Simulation Shows Potential for Glowing Gravitons:

Where there is energy, there is gravity. And photons—massless packets of light energy—can, in exceedingly rare cases, spontaneously transform into gravity particles, according to Douglas Singleton, a physicist at California State University, who was not involved with the new study. The reverse happens, too, he says: gravitons can become photons. The new analysis considers a mechanism by which gravitons could unleash many billions of times more photons than earlier research suggested—making it easier to confirm their existence.

“A primitive estimate based on intensities [of gravitons] in the vicinity of black hole mergers came close” to numbers that would produce detectable light, says Raymond Sawyer, the study's author and a physicist at the University of California, Santa Barbara.

[...] Events such as black hole mergers should create the necessary conditions to send out photons in the form of radio waves with wavelengths many kilometers long. This signal would be extremely faint but perhaps possible to pick up from Earth. Events somewhat more violent than previously observed mergers could do it, Sawyer says. Scientists would have to tease the glow of the resulting radio waves from that of interfering gases.

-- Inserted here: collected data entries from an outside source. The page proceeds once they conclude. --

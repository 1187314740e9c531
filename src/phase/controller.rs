use crate::animation::instance::{AnimationInstance, WriteSource};
use crate::animation::keyframes::KeyFrameSpec;
use crate::animation::timeline::{HoverTimeline, TimelineEvent, TimelineOptions};
use crate::foundation::core::FramePos;
use crate::foundation::error::{ScrubError, ScrubResult};
use crate::phase::region::InteractiveRegion;

/// Which input currently drives the animation frame.
#[derive(Clone, Copy, Debug, PartialEq, Eq, serde::Serialize)]
#[serde(rename_all = "snake_case")]
pub enum Phase {
    /// Asset requested, nothing scrubbable yet.
    Loading,
    /// Scroll progress scrubs the first region's scroll range.
    Scroll,
    /// Scroll finished once; resolved regions react to hover. Terminal.
    Hover,
}

/// Owns the animation instance and switches it from scroll scrubbing to hover playback.
///
/// Scroll and hover writes are not mutually exclusive: both seek the same instance and the
/// last write wins.
#[derive(Debug)]
pub struct PhaseController {
    regions: Vec<InteractiveRegion>,
    timeline_opts: TimelineOptions,
    instance: Option<AnimationInstance>,
    phase: Phase,
    scroll_complete: bool,
    disposed: bool,
    events: Vec<TimelineEvent>,
}

impl PhaseController {
    /// Controller in [`Phase::Loading`] for the given regions (at least one).
    pub fn new(keyframes: Vec<KeyFrameSpec>, timeline_opts: TimelineOptions) -> ScrubResult<Self> {
        if keyframes.is_empty() {
            return Err(ScrubError::validation("at least one key frame spec is required"));
        }
        timeline_opts.validate()?;
        Ok(Self {
            regions: keyframes.into_iter().map(InteractiveRegion::new).collect(),
            timeline_opts,
            instance: None,
            phase: Phase::Loading,
            scroll_complete: false,
            disposed: false,
            events: Vec::new(),
        })
    }

    /// Load-complete continuation: seed the frame, resolve regions, enter [`Phase::Scroll`].
    #[tracing::instrument(skip_all, fields(regions = self.regions.len()))]
    pub fn on_loaded(&mut self, mut instance: AnimationInstance) -> ScrubResult<()> {
        if self.disposed {
            return Err(ScrubError::lifecycle("animation loaded after dispose"));
        }
        if self.phase != Phase::Loading {
            return Err(ScrubError::lifecycle("animation already loaded"));
        }

        let span = instance.meta().frames;
        for region in &self.regions {
            let spec = region.spec();
            let inside = [spec.scroll_span(), spec.hover_span()]
                .iter()
                .all(|s| span.contains(FramePos(s.start)) && span.contains(FramePos(s.end)));
            if !inside {
                tracing::warn!(
                    region = region.id(),
                    ip = span.start,
                    op = span.end,
                    "key frames exceed the animation's frame span; seeks will clamp"
                );
            }
        }

        let seed = FramePos(self.regions[0].spec().scroll_span().start);
        instance.seek(seed, WriteSource::Seed)?;

        let mut resolved = 0usize;
        for region in &mut self.regions {
            if region.resolve(instance.surface(), self.timeline_opts) {
                resolved += 1;
            } else {
                tracing::info!(region = region.id(), "interactive element not found");
            }
        }

        self.instance = Some(instance);
        self.phase = Phase::Scroll;
        tracing::info!(resolved, seed = seed.get(), "scroll phase entered");
        Ok(())
    }

    /// Scrub to scroll progress `p`; exactly `1.0` completes the scroll sequence once.
    ///
    /// Returns the applied frame, or `None` while loading or after dispose.
    pub fn on_scroll_progress(&mut self, p: f64) -> Option<FramePos> {
        if self.disposed || self.phase == Phase::Loading {
            return None;
        }
        let frame = self.regions[0].spec().scroll_frame(p);
        let applied = seek(self.instance.as_mut(), frame, WriteSource::Scroll);

        // Exact comparison: the pin clamps to 1.0 at the end of its window.
        if p == 1.0 && !self.scroll_complete {
            self.enter_hover_phase();
        }
        applied
    }

    fn enter_hover_phase(&mut self) {
        self.scroll_complete = true;
        self.phase = Phase::Hover;
        for region in &mut self.regions {
            region.enable_hover();
        }
        tracing::info!(
            enabled = self.hover_enabled_regions().len(),
            "hover phase entered"
        );
    }

    /// Pointer entered the region `id`: play its timeline forward.
    ///
    /// Returns `false` when the region is unknown, unresolved or not listening yet.
    pub fn pointer_enter(&mut self, id: &str) -> bool {
        self.with_listening_timeline(id, |tl| tl.play())
    }

    /// Pointer left the region `id`: reverse its timeline.
    pub fn pointer_leave(&mut self, id: &str) -> bool {
        self.with_listening_timeline(id, |tl| tl.reverse())
    }

    fn with_listening_timeline(
        &mut self,
        id: &str,
        f: impl FnOnce(&mut HoverTimeline),
    ) -> bool {
        if self.disposed {
            return false;
        }
        let Some(region) = self.regions.iter_mut().find(|r| r.id() == id) else {
            return false;
        };
        if !region.listeners_attached() {
            return false;
        }
        match region.timeline_mut() {
            Some(tl) => {
                f(tl);
                true
            }
            None => false,
        }
    }

    /// Advance every hover timeline by `dt_secs`, seeking the instance for each update.
    ///
    /// Regions are processed in configuration order, so a later region's write wins within
    /// the same tick.
    pub fn tick(&mut self, dt_secs: f64) {
        if self.disposed {
            return;
        }
        let Self {
            regions,
            instance,
            events,
            ..
        } = self;
        for (idx, region) in regions.iter_mut().enumerate() {
            let Some(tl) = region.timeline_mut() else {
                continue;
            };
            events.clear();
            tl.tick(dt_secs, events);
            for ev in events.iter() {
                match *ev {
                    TimelineEvent::Update(q) => {
                        seek(
                            instance.as_mut(),
                            region.spec().hover_frame(q),
                            WriteSource::Hover(idx),
                        );
                    }
                    TimelineEvent::ReverseComplete => {
                        seek(
                            instance.as_mut(),
                            region.spec().rest_frame(),
                            WriteSource::Rest(idx),
                        );
                    }
                    TimelineEvent::Complete => {}
                }
            }
        }
    }

    /// Destroy the instance and drop all timelines. Idempotent.
    pub fn dispose(&mut self) {
        if self.disposed {
            return;
        }
        self.disposed = true;
        if let Some(instance) = self.instance.as_mut() {
            instance.destroy();
        }
        for region in &mut self.regions {
            region.release();
        }
        tracing::debug!("phase controller disposed");
    }

    /// Current phase.
    pub fn phase(&self) -> Phase {
        self.phase
    }

    /// Gate flag set once scroll progress reached exactly 1.
    pub fn scroll_complete(&self) -> bool {
        self.scroll_complete
    }

    /// Return `true` after [`PhaseController::dispose`].
    pub fn is_disposed(&self) -> bool {
        self.disposed
    }

    /// Loaded animation instance.
    pub fn instance(&self) -> Option<&AnimationInstance> {
        self.instance.as_ref()
    }

    /// Current animation frame, once loaded.
    pub fn current_frame(&self) -> Option<FramePos> {
        self.instance.as_ref().map(AnimationInstance::current_frame)
    }

    /// Source of the last frame write.
    pub fn last_writer(&self) -> Option<WriteSource> {
        self.instance.as_ref().and_then(AnimationInstance::last_writer)
    }

    /// All regions in configuration order.
    pub fn regions(&self) -> &[InteractiveRegion] {
        &self.regions
    }

    /// Region by identifier.
    pub fn region(&self, id: &str) -> Option<&InteractiveRegion> {
        self.regions.iter().find(|r| r.id() == id)
    }

    /// Identifiers of regions currently listening for hover.
    pub fn hover_enabled_regions(&self) -> Vec<&str> {
        self.regions
            .iter()
            .filter(|r| r.listeners_attached())
            .map(InteractiveRegion::id)
            .collect()
    }
}

fn seek(
    instance: Option<&mut AnimationInstance>,
    frame: FramePos,
    source: WriteSource,
) -> Option<FramePos> {
    let instance = instance?;
    match instance.seek(frame, source) {
        Ok(applied) => Some(applied),
        Err(e) => {
            tracing::debug!(error = %e, ?source, "frame write dropped");
            None
        }
    }
}

#[cfg(test)]
#[path = "../../tests/unit/phase/controller.rs"]
mod tests;
pub(crate) mod loader;
pub(crate) mod lottie;
pub(crate) mod surface;
pub(crate) mod svg_surface;
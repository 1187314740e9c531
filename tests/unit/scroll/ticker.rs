use super::*;

#[test]
fn stopped_loop_admits_nothing() {
    let mut raf = RafLoop::new();
    assert!(raf.tick(0.0).is_none());
    assert_eq!(raf.ticks(), 0);
}

#[test]
fn deltas_are_measured_between_ticks() {
    let mut raf = RafLoop::new();
    raf.start();
    let a = raf.tick(1000.0).unwrap();
    assert_eq!(a.delta_ms, 0.0);
    assert_eq!(a.index, 0);
    let b = raf.tick(1016.0).unwrap();
    assert_eq!(b.delta_ms, 16.0);
    assert_eq!(b.index, 1);
    // clocks going backwards never produce negative deltas
    assert_eq!(raf.tick(1010.0).unwrap().delta_ms, 0.0);
}

#[test]
fn stop_halts_tick_count() {
    let mut raf = RafLoop::new();
    raf.start();
    raf.tick(0.0);
    raf.tick(16.0);
    raf.stop();
    assert!(!raf.is_running());
    assert!(raf.tick(32.0).is_none());
    assert!(raf.tick(48.0).is_none());
    assert_eq!(raf.ticks(), 2);
}
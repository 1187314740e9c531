/// Easing functions used to map normalized scroll or timeline progress.
#[derive(Clone, Copy, Debug, Default, PartialEq, Eq, serde::Serialize, serde::Deserialize)]
#[serde(rename_all = "snake_case")]
pub enum Ease {
    /// Linear interpolation.
    Linear,
    /// Quadratic ease-out.
    OutQuad,
    /// Cubic ease-out.
    OutCubic,
    /// Cubic ease-in/out.
    InOutCubic,
    /// Exponential ease-out, `1 - 2^(-10t)` clamped to 1.
    #[default]
    OutExpo,
}

impl Ease {
    /// Apply this easing function to normalized progress `t` in `[0, 1]`.
    pub fn apply(self, t: f64) -> f64 {
        let t = t.clamp(0.0, 1.0);
        match self {
            Self::Linear => t,
            Self::OutQuad => 1.0 - (1.0 - t) * (1.0 - t),
            Self::OutCubic => 1.0 - (1.0 - t).powi(3),
            Self::InOutCubic => {
                if t < 0.5 {
                    4.0 * t * t * t
                } else {
                    1.0 - ((-2.0 * t + 2.0).powi(3) / 2.0)
                }
            }
            Self::OutExpo => {
                // The raw curve tops out at 0.999; completion snaps to exactly 1.
                if t >= 1.0 {
                    1.0
                } else {
                    (1.0 - 2f64.powf(-10.0 * t)).min(1.0)
                }
            }
        }
    }
}

#[cfg(test)]
#[path = "../../tests/unit/animation/ease.rs"]
mod tests;
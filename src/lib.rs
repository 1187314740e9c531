//! scrollscrub binds page scrolling to the playback position of a Lottie animation.
//!
//! While a section is pinned, scroll progress scrubs the animation frame by frame. Once the
//! scroll sequence completes, shapes inside the animation turn into hover targets that play
//! short sub-animations of their own.
//!
//! The crate is headless and host-driven: a host feeds display-refresh ticks, wheel/touch
//! deltas and pointer events into a [`ScrollSection`] and reads back the frame to render.
//!
//! # Pipeline overview
//!
//! 1. **Smooth scroll**: [`SmoothScroll`] eases wheel input toward its target on every tick of
//!    a [`RafLoop`].
//! 2. **Pin**: [`ScrollPin`] turns the scroll offset into progress through the pinned window.
//! 3. **Phase**: [`PhaseController`] maps progress to a frame, and after progress hits exactly
//!    1 hands the same [`AnimationInstance`] to per-region [`HoverTimeline`]s.
//!
//! All state lives on one thread. Scroll and hover writes to the frame are not mutually
//! exclusive; within a tick the scroll write happens first and the last write wins.
#![forbid(unsafe_code)]
#![deny(missing_docs)]

mod animation;
mod asset;
mod foundation;
mod phase;
mod scroll;
mod section;

pub use animation::ease::Ease;
pub use animation::instance::{AnimationInstance, AnimationMeta, FrameRegister, WriteSource};
pub use animation::keyframes::{KeyFrameSpec, default_keyframes};
pub use animation::timeline::{Direction, HoverTimeline, TimelineEvent, TimelineOptions};
pub use asset::loader::{AssetLoader, FileLoader, ReadyLoader};
pub use asset::lottie::{LottieDoc, LottieLayer};
pub use asset::surface::{LayerSurface, RenderSurface, SurfaceElement};
pub use asset::svg_surface::{LOTTIE_CLIP_PREFIX, SvgSurface};
pub use foundation::core::{Canvas, Cursor, FramePos, FrameSpan, Point, Rect, Vec2};
pub use foundation::error::{ScrubError, ScrubResult};
pub use foundation::math::{clamp01, inverse_lerp_clamped, lerp};
pub use phase::controller::{Phase, PhaseController};
pub use phase::region::InteractiveRegion;
pub use scroll::pin::{ListenerId, PinOptions, PinState, PinUpdate, ScrollPin};
pub use scroll::smooth::{Orientation, ScrollFrame, SmoothScroll, SmoothScrollOptions};
pub use scroll::ticker::{RafLoop, Tick};
pub use section::config::SectionConfig;
pub use section::script::{Script, ScriptEvent};
pub use section::view::{FrameReport, ScrollSection};
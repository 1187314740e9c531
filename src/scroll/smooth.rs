use crate::animation::ease::Ease;
use crate::foundation::core::Vec2;
use crate::foundation::error::{ScrubError, ScrubResult};
use crate::foundation::math::clamp01;

/// Axis whose deltas move the page.
#[derive(Clone, Copy, Debug, Default, PartialEq, Eq, serde::Serialize, serde::Deserialize)]
#[serde(rename_all = "snake_case")]
pub enum Orientation {
    /// Vertical page scrolling.
    #[default]
    Vertical,
    /// Horizontal page scrolling.
    Horizontal,
}

/// Smooth-scroll tuning.
#[derive(Clone, Copy, Debug, PartialEq, serde::Serialize, serde::Deserialize)]
#[serde(default)]
pub struct SmoothScrollOptions {
    /// Time for an eased scroll to settle on its target, in seconds.
    pub duration: f64,
    /// Easing applied over `duration`.
    pub easing: Ease,
    /// Scroll axis.
    pub orientation: Orientation,
    /// Smooth mouse-wheel input.
    pub smooth_wheel: bool,
    /// Smooth touch input. When off, touch scrolls natively.
    pub smooth_touch: bool,
    /// Wheel delta multiplier.
    pub wheel_multiplier: f64,
    /// Touch delta multiplier, only used when `smooth_touch` is on.
    pub touch_multiplier: f64,
    /// Leave the target unclamped and wrap the reported offset into `[0, limit)`.
    pub infinite: bool,
}

impl Default for SmoothScrollOptions {
    fn default() -> Self {
        Self {
            duration: 1.2,
            easing: Ease::OutExpo,
            orientation: Orientation::Vertical,
            smooth_wheel: true,
            smooth_touch: false,
            wheel_multiplier: 1.0,
            touch_multiplier: 2.0,
            infinite: false,
        }
    }
}

impl SmoothScrollOptions {
    /// Reject negative or non-finite tuning values.
    pub fn validate(&self) -> ScrubResult<()> {
        if !(self.duration.is_finite() && self.duration >= 0.0) {
            return Err(ScrubError::validation(
                "smooth scroll duration must be finite and >= 0",
            ));
        }
        if !self.wheel_multiplier.is_finite() || !self.touch_multiplier.is_finite() {
            return Err(ScrubError::validation(
                "smooth scroll multipliers must be finite",
            ));
        }
        Ok(())
    }
}

/// Scroll position change reported by [`SmoothScroll::raf`].
#[derive(Clone, Copy, Debug, PartialEq)]
pub struct ScrollFrame {
    /// Animated scroll offset after this tick.
    pub scroll: f64,
    /// Change since the last reported frame.
    pub delta: f64,
    /// Change per second over this tick (0 for instant jumps on the first tick).
    pub velocity: f64,
}

#[derive(Clone, Copy, Debug)]
struct Tween {
    from: f64,
    to: f64,
    elapsed: f64,
}

/// Eased replacement for native page scrolling.
///
/// Input only moves the target; the animated offset catches up on each [`SmoothScroll::raf`].
#[derive(Clone, Debug)]
pub struct SmoothScroll {
    opts: SmoothScrollOptions,
    limit: f64,
    animated: f64,
    target: f64,
    reported: f64,
    tween: Option<Tween>,
    last_ms: Option<f64>,
    destroyed: bool,
}

impl SmoothScroll {
    /// Take over scrolling of a page that can scroll up to `limit`.
    pub fn new(opts: SmoothScrollOptions, limit: f64) -> ScrubResult<Self> {
        opts.validate()?;
        Ok(Self {
            opts,
            limit: limit.max(0.0),
            animated: 0.0,
            target: 0.0,
            reported: 0.0,
            tween: None,
            last_ms: None,
            destroyed: false,
        })
    }

    /// Active tuning.
    pub fn options(&self) -> &SmoothScrollOptions {
        &self.opts
    }

    /// Animated scroll offset.
    pub fn scroll(&self) -> f64 {
        self.wrap(self.animated)
    }

    /// Offset the animation is heading to.
    pub fn target(&self) -> f64 {
        self.target
    }

    /// Largest reachable offset.
    pub fn limit(&self) -> f64 {
        self.limit
    }

    /// Update the reachable range, clamping the current target into it.
    pub fn set_limit(&mut self, limit: f64) {
        self.limit = limit.max(0.0);
        if !self.opts.infinite && self.target > self.limit {
            self.scroll_to(self.limit, false);
        }
    }

    /// Return `true` while an eased scroll is in flight.
    pub fn is_scrolling(&self) -> bool {
        self.tween.is_some()
    }

    /// Return `true` after [`SmoothScroll::destroy`].
    pub fn is_destroyed(&self) -> bool {
        self.destroyed
    }

    fn wrap(&self, v: f64) -> f64 {
        if self.opts.infinite && self.limit > 0.0 {
            v.rem_euclid(self.limit)
        } else {
            v
        }
    }

    fn axis(&self, delta: Vec2) -> f64 {
        match self.opts.orientation {
            Orientation::Vertical => delta.y,
            Orientation::Horizontal => delta.x,
        }
    }

    /// Feed a wheel delta. Returns `false` when the input was ignored.
    pub fn on_wheel(&mut self, delta: Vec2) -> bool {
        let d = self.axis(delta) * self.opts.wheel_multiplier;
        if self.destroyed || d == 0.0 {
            return false;
        }
        self.scroll_to(self.target + d, !self.opts.smooth_wheel)
    }

    /// Feed a touch-drag delta. Unsmoothed touch moves the page 1:1 right away.
    pub fn on_touch(&mut self, delta: Vec2) -> bool {
        if self.destroyed {
            return false;
        }
        if self.opts.smooth_touch {
            let d = self.axis(delta) * self.opts.touch_multiplier;
            return d != 0.0 && self.scroll_to(self.target + d, false);
        }
        let d = self.axis(delta);
        d != 0.0 && self.scroll_to(self.animated + d, true)
    }

    /// Scroll to `target`, either eased over the configured duration or at once.
    pub fn scroll_to(&mut self, target: f64, immediate: bool) -> bool {
        if self.destroyed || !target.is_finite() {
            return false;
        }
        let target = if self.opts.infinite {
            target
        } else {
            target.clamp(0.0, self.limit)
        };
        self.target = target;
        if immediate || self.opts.duration == 0.0 {
            self.animated = target;
            self.tween = None;
        } else {
            self.tween = Some(Tween {
                from: self.animated,
                to: target,
                elapsed: 0.0,
            });
        }
        true
    }

    /// Advance the eased scroll to host time `now_ms`.
    ///
    /// Returns the new offset when it differs from the last reported one.
    pub fn raf(&mut self, now_ms: f64) -> Option<ScrollFrame> {
        if self.destroyed {
            return None;
        }
        let dt = self
            .last_ms
            .map_or(0.0, |last| (now_ms - last).max(0.0) / 1000.0);
        self.last_ms = Some(now_ms);

        if let Some(mut tween) = self.tween.take() {
            tween.elapsed += dt;
            let linear = if self.opts.duration > 0.0 {
                clamp01(tween.elapsed / self.opts.duration)
            } else {
                1.0
            };
            if linear >= 1.0 {
                self.animated = tween.to;
            } else {
                let eased = self.opts.easing.apply(linear);
                self.animated = tween.from + (tween.to - tween.from) * eased;
                self.tween = Some(tween);
            }
        }

        let scroll = self.wrap(self.animated);
        if scroll == self.reported {
            return None;
        }
        let delta = scroll - self.reported;
        self.reported = scroll;
        Some(ScrollFrame {
            scroll,
            delta,
            velocity: if dt > 0.0 { delta / dt } else { 0.0 },
        })
    }

    /// Stop the eased animation and hand scrolling back to the host. Later input is ignored.
    pub fn destroy(&mut self) {
        if self.destroyed {
            return;
        }
        self.destroyed = true;
        self.tween = None;
        tracing::debug!(scroll = self.animated, "smooth scroll destroyed");
    }
}

#[cfg(test)]
#[path = "../../tests/unit/scroll/smooth.rs"]
mod tests;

First, though, theorists must check if the model holds up. Sawyer hopes future simulations will prove that photon bursts also occur in more realistic models of intense gravitational events, where many gravitons swirl in intricate patterns. Singleton agrees that the problem needs more computational firepower: current analyses are “gross simplifications,” he says. “The idea is to get people interested enough to do the heavy calculations.”

Journal Reference:
Raymond Sawyer. Seeing Gravitons in Colliding Gravitational Waves, Physics (DOI: 10.1103/PhysRevLett.124.101301)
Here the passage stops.